Exercise directions:
Once the line with "AboutState::Content(about) => html!" is found in the entries below, repeat that line and every one after it exactly, ending at the last.

Records to use:
use gloo::console::error;
use gloo::net::http::Request;
use homepage_core::{AboutContent, AboutState};
use web_sys::RequestCache;
use yew::prelude::*;

/// Base dell'API, fissata a compile time.
const API_BASE: &str = match option_env!("HOMEPAGE_API_URL") {
    Some(url) => url,
    None => "http://localhost:5002",
};

/// GET /api/about; il body viene letto come testo prima del parse.
async fn fetch_about() -> Result<AboutContent, String> {
    let url = format!("{}/api/about", API_BASE);
    let response = Request::get(&url)
        .header("Accept", "application/json")
        .cache(RequestCache::NoStore)
        .send()
        .await
        .map_err(|e| e.to_string())?;

    let status = response.status();
    let body = response.text().await.map_err(|e| e.to_string())?;
    if !response.ok() {
        let preview: String = body.chars().take(200).collect();
        let msg = format!("{} {}", status, preview);
        error!(&msg);
    }
    AboutState::outcome_from_response(status, &body)
}

#[function_component(AboutUs)]
pub fn about_us() -> Html {
    let state = use_state(AboutState::default);

    {
        let state = state.clone();
        // fetch una volta al mount; se il componente non c'è più il setter non ha effetto
        use_effect_with((), move |_| {
            wasm_bindgen_futures::spawn_local(async move {
                let outcome = fetch_about().await;
                state.set((*state).clone().resolve(outcome));
            });
            || ()
        });
    }

    match &*state {
        AboutState::Content(about) => html! {
            <div class="about-us">
                <img src={about.img_url.clone()} alt="Jiaying" style="max-width: 300px; border-radius: 8px;" />
                <h1>{ &about.title }</h1>
                <p style="white-space: pre-line;">{ &about.body }</p>
            </div>
        },
        other => html! {
            <div>{ other.placeholder().unwrap_or_default() }</div>
        },
    }
}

Exercise solution:
        AboutState::Content(about) => html! {
            <div class="about-us">
                <img src={about.img_url.clone()} alt="Jiaying" style="max-width: 300px; border-radius: 8px;" />
                <h1>{ &about.title }</h1>
                <p style="white-space: pre-line;">{ &about.body }</p>
            </div>
        },
        other => html! {
            <div>{ other.placeholder().unwrap_or_default() }</div>
        },
    }
}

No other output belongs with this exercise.